Resumen del libro:
Los lectores de esta novela han estado más acordes que los críticos: «El agente secreto» es una obra que gusta. Conrad, que siempre ha parecido un plato fuerte incluso para los lectores más exigentes, en este libro supo bajar a las zonas habitadas por Dickens, sin olvidar por ello los tortuosos pasillos del alma. Alguien afirmó que solo quien hubiera estado en contacto con el mundo que describe podría acertar así en los elementos fundamentales. Este juicio da idea de la solidez y verosimilitud con que está construida esta historia de terrorismo anarquista, y de la seriedad con que el autor se tomaba su tarea de escritor. Por eso ningún lector podrá olvidr fácilmente a Winnie.
Capítulo I
Aquella mañana, cuando el señor Verloc salió de casa, dejó teóricamente a su cuñado a cargo de la tienda, porque apenas había algo que hacer durante todo el día y prácticamente nada en absoluto antes de la caída de la tarde. Además, al señor Verloc no le interesaba gran cosa el negocio, que le servía de tapadera, y su mujer cuidaba de su cuñado.
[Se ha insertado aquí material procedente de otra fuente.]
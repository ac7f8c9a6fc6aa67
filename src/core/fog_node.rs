//! Fog node state: capacity, usage counters and currently held commitments.

use serde::Serialize;

use crate::core::common::{FunctionId, NodeId};
use crate::core::sla::{Bid, Sla};
use crate::pricing::interface::PricingStrategy;

/// Commitment currently holding resources of a node.
#[derive(Debug, Clone, PartialEq, Serialize)]
pub struct ProvisionedFunction {
    pub function_id: FunctionId,
    pub sla: Sla,
    pub price: f64,
    pub start_time: f64,
}

pub struct FogNode {
    pub id: NodeId,
    pub name: String,
    /// Depth in the topology, the root (market) node has level 0.
    pub level: usize,
    pub parent: Option<NodeId>,
    pub children: Vec<NodeId>,

    // Usable capacity
    pub cores: f64,
    pub mem: f64, // in MiB

    pub cores_used: f64,
    pub mem_used: f64,

    pub provisioned: Vec<ProvisionedFunction>,
    pub pricing_strategy: Box<dyn PricingStrategy>,
}

impl FogNode {
    pub fn new(
        id: NodeId,
        name: String,
        level: usize,
        parent: Option<NodeId>,
        cores: f64,
        mem: f64,
        pricing_strategy: Box<dyn PricingStrategy>,
    ) -> Self {
        Self {
            id,
            name,
            level,
            parent,
            children: Default::default(),
            cores,
            mem,
            cores_used: 0.0,
            mem_used: 0.0,
            provisioned: Default::default(),
            pricing_strategy,
        }
    }

    pub fn is_root(&self) -> bool {
        self.parent.is_none()
    }

    /// Returns true if the node has enough free cores and memory to hold the SLA right now.
    pub fn is_feasible(&self, sla: &Sla) -> bool {
        self.cores_used + sla.core <= self.cores && self.mem_used + sla.mem <= self.mem
    }

    pub fn free_cores(&self) -> f64 {
        self.cores - self.cores_used
    }

    /// Asks the pricing strategy of the node for a quote. Returns None when the node cannot
    /// hold the SLA.
    pub fn bid(&self, sla: &Sla, accumulated_latency: f64) -> Option<Bid> {
        if !self.is_feasible(sla) {
            return None;
        }
        Some(self.pricing_strategy.bid(self, sla, accumulated_latency))
    }

    /// Reserves resources for the function. Feasibility is checked again because usage may have
    /// changed since the bid was made.
    pub fn provision(
        &mut self,
        function_id: FunctionId,
        sla: &Sla,
        price: f64,
        start_time: f64,
    ) -> bool {
        if !self.is_feasible(sla) {
            return false;
        }
        self.cores_used += sla.core;
        self.mem_used += sla.mem;
        self.provisioned.push(ProvisionedFunction {
            function_id,
            sla: sla.clone(),
            price,
            start_time,
        });
        true
    }

    /// Gives back resources held by the function. Returns None if the function is not held here.
    pub fn release(&mut self, function_id: FunctionId) -> Option<ProvisionedFunction> {
        let idx = self
            .provisioned
            .iter()
            .position(|f| f.function_id == function_id)?;
        let released = self.provisioned.remove(idx);
        self.cores_used = (self.cores_used - released.sla.core).max(0.0);
        self.mem_used = (self.mem_used - released.sla.mem).max(0.0);
        if self.provisioned.is_empty() {
            // drop float residue once nothing is held
            self.cores_used = 0.0;
            self.mem_used = 0.0;
        }
        Some(released)
    }
}

impl std::fmt::Debug for FogNode {
    fn fmt(&self, f: &mut std::fmt::Formatter<'_>) -> std::fmt::Result {
        f.debug_struct("FogNode")
            .field("name", &self.name)
            .field("level", &self.level)
            .field("cores", &self.cores)
            .field("mem", &self.mem)
            .field("cores_used", &self.cores_used)
            .field("mem_used", &self.mem_used)
            .field("pricing_strategy", &self.pricing_strategy.name())
            .finish()
    }
}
La tienda era pequeña, como la casa donde estaba ubicada. Era esta uno de esos edificios mugrientos de ladrillo que tanto abundaban antes de que la era de la reconstrucción empezase a hacerse sentir en Londres. La tienda tenía forma de caja cuadrada, y la fachada estaba formada por paneles de cristal. Durante el día la puerta permanecía cerrada, y al atardecer estaba discreta pero sospechosamente entornada.
En el escaparate había fotografías de bailarinas más o menos desnudas, paquetes indescriptibles que parecían cajas de medicinas, sobres amarillos cerrados de un papel muy endeble, con los números dos y seis marcados con gruesos trazos negros; unos cuantos ejemplares antiguos de publicaciones cómicas francesas colgando de una cuerda como si los hubieran puesto a secar, un sucio jarrón de porcelana azul, un arcón de madera negra, frascos de tinta de marcar y sellos de caucho; unos cuantos libros cuyos títulos insinuaban indecencia y unos cuantos ejemplares, que parecían antiguos, de periódicos desconocidos y mal impresos, con nombres tan rimbombantes como La Antorcha y El Gong. Las dos lámparas de gas del escaparate estaban siempre a media luz, por economía o por los clientes.
Los clientes eran, o bien hombres muy jóvenes, que merodeaban un rato alrededor del escaparate antes de deslizarse de pronto en la tienda, o bien hombres más bien maduros, pero por lo general con aspecto de andar muy mal de fondos. Algunos de estos últimos iban con el cuello del abrigo subido hasta el bigote y con restos de barro en los bajos de los pantalones, que parecían muy gastados y de poca calidad. En general, las piernas que cubrían tampoco parecían valer mucho. Se colaban en la tienda de costado, con las manos hundidas en los bolsillos del abrigo y con un hombro por delante, como temiendo hacer sonar la campanilla.